• _What to work on_: Go through the data below line by line and count those containing the word "last". Reply with the count only.

══ Record set ══

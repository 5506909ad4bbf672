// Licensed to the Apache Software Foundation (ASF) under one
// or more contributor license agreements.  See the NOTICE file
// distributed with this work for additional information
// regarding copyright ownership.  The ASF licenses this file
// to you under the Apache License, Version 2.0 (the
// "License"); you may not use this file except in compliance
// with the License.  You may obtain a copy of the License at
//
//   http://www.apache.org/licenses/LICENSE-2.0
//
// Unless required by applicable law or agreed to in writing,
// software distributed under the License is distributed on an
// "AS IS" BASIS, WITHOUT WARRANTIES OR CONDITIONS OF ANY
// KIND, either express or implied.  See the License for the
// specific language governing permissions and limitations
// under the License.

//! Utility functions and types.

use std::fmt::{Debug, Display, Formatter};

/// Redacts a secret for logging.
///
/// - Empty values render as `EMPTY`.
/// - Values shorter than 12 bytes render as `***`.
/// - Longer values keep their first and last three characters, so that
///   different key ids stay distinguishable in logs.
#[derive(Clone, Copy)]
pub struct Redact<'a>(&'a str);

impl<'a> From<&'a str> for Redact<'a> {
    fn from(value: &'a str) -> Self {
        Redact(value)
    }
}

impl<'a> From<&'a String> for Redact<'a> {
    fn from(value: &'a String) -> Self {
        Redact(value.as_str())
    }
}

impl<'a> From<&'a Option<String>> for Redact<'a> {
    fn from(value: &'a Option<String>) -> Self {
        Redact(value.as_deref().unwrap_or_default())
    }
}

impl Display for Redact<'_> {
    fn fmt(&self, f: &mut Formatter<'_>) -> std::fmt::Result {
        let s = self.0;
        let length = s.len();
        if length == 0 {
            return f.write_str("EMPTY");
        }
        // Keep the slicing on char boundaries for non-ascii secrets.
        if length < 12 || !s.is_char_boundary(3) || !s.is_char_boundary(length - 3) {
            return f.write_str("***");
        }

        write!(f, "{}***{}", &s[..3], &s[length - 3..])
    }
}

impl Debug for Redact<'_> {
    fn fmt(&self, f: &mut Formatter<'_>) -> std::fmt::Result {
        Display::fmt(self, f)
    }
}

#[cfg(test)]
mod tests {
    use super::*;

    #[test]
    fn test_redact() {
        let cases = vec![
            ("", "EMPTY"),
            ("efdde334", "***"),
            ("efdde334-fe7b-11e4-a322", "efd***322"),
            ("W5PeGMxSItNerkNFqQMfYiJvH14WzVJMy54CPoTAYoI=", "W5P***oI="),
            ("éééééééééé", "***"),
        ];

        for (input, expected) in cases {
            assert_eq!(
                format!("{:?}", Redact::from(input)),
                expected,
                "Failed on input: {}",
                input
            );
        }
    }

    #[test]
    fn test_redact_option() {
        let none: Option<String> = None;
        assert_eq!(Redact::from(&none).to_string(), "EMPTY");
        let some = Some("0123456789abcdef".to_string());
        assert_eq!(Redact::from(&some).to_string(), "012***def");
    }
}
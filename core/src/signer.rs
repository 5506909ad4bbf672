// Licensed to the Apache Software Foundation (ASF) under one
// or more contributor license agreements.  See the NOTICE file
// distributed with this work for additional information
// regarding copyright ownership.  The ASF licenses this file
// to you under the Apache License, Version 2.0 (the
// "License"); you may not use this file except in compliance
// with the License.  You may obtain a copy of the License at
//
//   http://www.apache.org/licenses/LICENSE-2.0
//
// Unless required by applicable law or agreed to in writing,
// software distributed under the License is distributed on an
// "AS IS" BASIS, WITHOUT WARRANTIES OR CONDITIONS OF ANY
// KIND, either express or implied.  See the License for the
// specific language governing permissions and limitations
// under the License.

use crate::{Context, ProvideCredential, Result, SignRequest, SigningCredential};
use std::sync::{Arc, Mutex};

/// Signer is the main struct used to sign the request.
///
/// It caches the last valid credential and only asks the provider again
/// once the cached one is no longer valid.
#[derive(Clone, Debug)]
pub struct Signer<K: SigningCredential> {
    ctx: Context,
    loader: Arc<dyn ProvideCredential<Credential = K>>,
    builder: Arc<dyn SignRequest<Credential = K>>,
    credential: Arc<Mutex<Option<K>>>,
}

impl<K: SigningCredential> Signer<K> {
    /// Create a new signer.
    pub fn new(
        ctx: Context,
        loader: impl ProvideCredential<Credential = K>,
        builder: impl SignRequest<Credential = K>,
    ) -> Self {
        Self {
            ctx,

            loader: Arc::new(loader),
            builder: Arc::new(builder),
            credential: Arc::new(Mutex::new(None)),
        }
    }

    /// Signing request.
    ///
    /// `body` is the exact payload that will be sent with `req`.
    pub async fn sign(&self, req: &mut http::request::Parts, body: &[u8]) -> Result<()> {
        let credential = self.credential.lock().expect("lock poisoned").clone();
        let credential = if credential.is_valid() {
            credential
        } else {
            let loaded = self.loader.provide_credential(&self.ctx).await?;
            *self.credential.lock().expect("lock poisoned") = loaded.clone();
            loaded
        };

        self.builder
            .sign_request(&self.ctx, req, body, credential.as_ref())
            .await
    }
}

═══
══ Record set ══

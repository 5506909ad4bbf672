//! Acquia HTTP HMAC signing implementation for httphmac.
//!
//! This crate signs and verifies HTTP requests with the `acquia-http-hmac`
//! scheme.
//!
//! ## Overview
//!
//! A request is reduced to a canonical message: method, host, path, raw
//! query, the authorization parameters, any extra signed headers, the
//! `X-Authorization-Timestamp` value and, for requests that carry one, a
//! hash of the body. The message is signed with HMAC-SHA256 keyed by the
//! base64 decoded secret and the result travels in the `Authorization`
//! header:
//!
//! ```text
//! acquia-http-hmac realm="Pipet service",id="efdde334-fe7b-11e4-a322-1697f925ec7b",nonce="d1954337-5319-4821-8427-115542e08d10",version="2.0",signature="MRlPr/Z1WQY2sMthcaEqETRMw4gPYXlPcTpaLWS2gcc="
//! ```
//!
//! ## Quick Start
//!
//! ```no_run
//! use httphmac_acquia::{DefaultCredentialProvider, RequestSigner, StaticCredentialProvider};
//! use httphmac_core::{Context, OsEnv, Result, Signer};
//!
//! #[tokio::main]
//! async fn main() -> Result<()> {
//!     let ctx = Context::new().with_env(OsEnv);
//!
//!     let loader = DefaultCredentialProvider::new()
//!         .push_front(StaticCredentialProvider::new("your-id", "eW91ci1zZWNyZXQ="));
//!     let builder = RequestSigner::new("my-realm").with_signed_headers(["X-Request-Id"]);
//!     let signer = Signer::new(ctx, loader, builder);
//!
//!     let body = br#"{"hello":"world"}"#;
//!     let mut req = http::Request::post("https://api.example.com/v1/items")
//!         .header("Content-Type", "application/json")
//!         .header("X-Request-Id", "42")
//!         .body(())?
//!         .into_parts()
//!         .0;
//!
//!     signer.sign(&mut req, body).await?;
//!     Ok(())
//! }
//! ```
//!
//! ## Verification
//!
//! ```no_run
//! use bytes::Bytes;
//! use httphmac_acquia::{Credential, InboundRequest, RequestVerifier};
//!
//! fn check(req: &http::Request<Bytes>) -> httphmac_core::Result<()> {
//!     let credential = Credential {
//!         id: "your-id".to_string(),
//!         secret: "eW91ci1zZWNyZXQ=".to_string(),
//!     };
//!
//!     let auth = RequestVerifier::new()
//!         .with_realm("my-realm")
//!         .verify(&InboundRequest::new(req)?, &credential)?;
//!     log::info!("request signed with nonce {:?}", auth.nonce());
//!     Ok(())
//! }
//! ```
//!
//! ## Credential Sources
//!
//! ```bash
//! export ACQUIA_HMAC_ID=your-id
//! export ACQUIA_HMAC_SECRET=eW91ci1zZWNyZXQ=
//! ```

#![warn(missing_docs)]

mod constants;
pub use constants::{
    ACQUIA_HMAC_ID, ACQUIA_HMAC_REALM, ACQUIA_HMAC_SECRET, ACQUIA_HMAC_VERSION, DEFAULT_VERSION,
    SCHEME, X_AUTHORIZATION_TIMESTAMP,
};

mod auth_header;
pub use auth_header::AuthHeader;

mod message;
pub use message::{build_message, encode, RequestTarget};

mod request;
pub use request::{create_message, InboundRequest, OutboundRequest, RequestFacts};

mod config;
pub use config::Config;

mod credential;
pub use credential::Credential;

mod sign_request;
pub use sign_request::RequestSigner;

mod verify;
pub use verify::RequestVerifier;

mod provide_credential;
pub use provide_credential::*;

═══

• _Output_: 2